Comment la communication a transformé le 19 mai en fête nationale
La date du 19 mai était devenue un totem. Célébrée de manière anticipée sur le compte Instagram personnel du Président de la République qui lui a consacré pas moins de 5 publications, elle a émergé comme l’étape clé du calendrier de ce troisième déconfinement. Éclipsant le 3 mai, date de suppression des restrictions de déplacement, le 19 mai allait marquer la fin d’une longue période de disette intellectuelle et sociale avec la réouverture des musées, cinémas et théâtres, et celle tant attendue des terrasses. Avec le retour des beaux jours, cette date devait donc signer un printemps de loisirs et de vivre-ensemble.
Douce hystérie collective
Marques, médias, politiques : l’ensemble de notre écosystème d’information-communication s’est mobilisé pour donner au 19 mai toute sa puissance symbolique. Les campagnes se sont multipliées pour rappeler le plaisir que nous allions avoir de pouvoir enfin relire L’Équipe ou boire un Perrier en terrasse.

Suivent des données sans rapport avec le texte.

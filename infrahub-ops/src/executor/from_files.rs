use super::InfrahubOps;
use crate::archive::checksums::{self, DATABASE_DIR};
use crate::archive::metadata::{
    archive_name, backup_id, BackupMetadata, COMPONENT_DATABASE, COMPONENT_TASK_MANAGER_DB,
    PREFECT_DUMP,
};
use crate::archive::{self, BACKUP_ROOT};
use crate::neo4j::Edition;
use crate::utils::format::format_bytes;
use crate::utils::{OpsError, Result, StepContext};
use chrono::Local;
use std::fs;
use std::path::{Path, PathBuf};
use tracing::info;
use walkdir::WalkDir;

/// Inputs for packaging dumps taken outside of this tool.
#[derive(Debug, Clone)]
pub struct FromFilesOptions {
    /// Backup set directory or single dump file
    pub neo4j_path: PathBuf,
    pub postgres_path: Option<PathBuf>,
    pub neo4j_edition: Option<Edition>,
    pub infrahub_version: Option<String>,
}

/// Community for a lone `.dump` file, enterprise otherwise.
fn infer_edition(neo4j_path: &Path) -> Edition {
    let is_dump = neo4j_path.is_file() && neo4j_path.extension().is_some_and(|ext| ext == "dump");
    if is_dump {
        Edition::Community
    } else {
        Edition::Enterprise
    }
}

fn copy_tree(src: &Path, dest: &Path) -> Result<()> {
    for entry in WalkDir::new(src).follow_links(false) {
        let entry = entry.map_err(|e| OpsError::Io(e.into()))?;
        let relative = entry
            .path()
            .strip_prefix(src)
            .map_err(|e| OpsError::other(e.to_string()))?;
        let target = dest.join(relative);
        if entry.file_type().is_dir() {
            fs::create_dir_all(&target)?;
        } else {
            fs::copy(entry.path(), &target)?;
        }
    }
    Ok(())
}

impl InfrahubOps {
    /// Builds a standard archive from existing dump files without touching
    /// any running deployment.
    pub async fn create_backup_from_files(&self, opts: &FromFilesOptions) -> Result<PathBuf> {
        let neo4j = &opts.neo4j_path;
        if !neo4j.exists() {
            return Err(OpsError::other(format!(
                "neo4j backup path not accessible: {}",
                neo4j.display()
            )));
        }
        if let Some(postgres) = &opts.postgres_path {
            if !postgres.is_file() {
                return Err(OpsError::other(format!(
                    "postgres dump file not accessible: {}",
                    postgres.display()
                )));
            }
        }

        let work = tempfile::Builder::new().prefix("infrahub_backup_").tempdir()?;
        let root = work.path().join(BACKUP_ROOT);
        let database_dir = root.join(DATABASE_DIR);
        fs::create_dir_all(&database_dir)?;
        fs::create_dir_all(&self.config.backup_dir)
            .map_err(OpsError::from)
            .step("failed to create backup directory")?;

        info!("Copying Neo4j backup files");
        if neo4j.is_dir() {
            copy_tree(neo4j, &database_dir).step("failed to copy neo4j backup directory")?;
        } else {
            let file_name = neo4j.file_name().ok_or_else(|| {
                OpsError::other(format!("invalid neo4j path: {}", neo4j.display()))
            })?;
            fs::copy(neo4j, database_dir.join(file_name))
                .map_err(OpsError::from)
                .step("failed to copy neo4j backup file")?;
        }

        let mut components = vec![COMPONENT_DATABASE.to_string()];
        if let Some(postgres) = &opts.postgres_path {
            info!("Copying PostgreSQL dump file");
            fs::copy(postgres, root.join(PREFECT_DUMP))
                .map_err(OpsError::from)
                .step("failed to copy postgres dump")?;
            components.push(COMPONENT_TASK_MANAGER_DB.to_string());
        }

        let edition = match opts.neo4j_edition {
            Some(edition) => edition,
            None => {
                let edition = infer_edition(neo4j);
                info!("Auto-detected Neo4j edition: {}", edition);
                edition
            }
        };

        let name = archive_name(Local::now());
        let version = opts.infrahub_version.as_deref().unwrap_or("unknown");
        let mut metadata = BackupMetadata::new(backup_id(&name), version, components);
        metadata.checksums = checksums::compute(&root, opts.postgres_path.is_some())?;
        metadata.neo4j_edition = Some(edition);
        metadata.write(&root)?;

        let path = self.config.backup_dir.join(&name);
        archive::create(&root, &path)?;
        let size = fs::metadata(&path)?.len();
        info!("Backup created: {} ({})", path.display(), format_bytes(size));
        Ok(path)
    }
}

Dans les rédactions des médias, c’est tout juste si on n’a pas fait un décompte des jours, avant de précipiter les journalistes interroger les clients les plus matinaux des cafés ou premiers visiteurs des musées. Au sein du Gouvernement, une instruction avait manifestement circulé parmi les ministres, leur enjoignant de se mettre en scène le jour J, attablés en terrasse dans une sorte d’élan républicain, mais toujours respectueux des gestes barrières. Sur les réseaux sociaux justement, impossible de rater les publications de ces très nombreux anonymes, qui s’étaient eux aussi donné comme mot d’ordre de se rendre en terrasse, au cinéma ou au musée, et surtout de partager cet événement. Si bien qu’il fallait être soi-même bien audacieux ou « chagrin » pour ne pas répondre à son tour à cette injonction sociale et ne pas profiter du bonheur retrouvé.
Dans un contexte qui reste difficile
Or, cet esprit de fête masque une réalité contrastée. Tout d’abord, le virus continue de circuler. Certes, l’épidémie semble marquer le pas, à la faveur d’une campagne de vaccination qui s’accélère. Si tous les indicateurs sont en baisse, notamment le nombre de malades en réanimation, celui des décès reste élevé : près de 150 par jour. C’est moitié moins qu’il y a trois semaines mais c’est encore considérable. Et au vu de la difficulté à concilier liberté retrouvée et gestes barrières, la crainte d’une nouvelle flambée de l’épidémie après les vacances ou pendant l’automne n’est pas sans fondement, malgré l’optimisme prudent du Gouvernement et de l’Institut Pasteur.
La communication gouvernementale est donc aujourd’hui confrontée à un triple défi : convaincre les Français de ne pas baisser la garde et de respecter les gestes barrières « quoiqu’il leur en coûte », convaincre suffisamment de récalcitrants à la vaccination pour que l’immunité collective puisse être atteinte (seuil estimé aujourd’hui à 80%), quels que soient les vaccins disponibles, et convaincre l’opinion publique que le pass sanitaire généralisé est aussi inévitable qu’indispensable. Tout en accélérant toujours plus la campagne de vaccination, bien sûr !
Vaste tâche en cette période de campagne électorale, qui risque de faire perdre de vue les vraies priorités.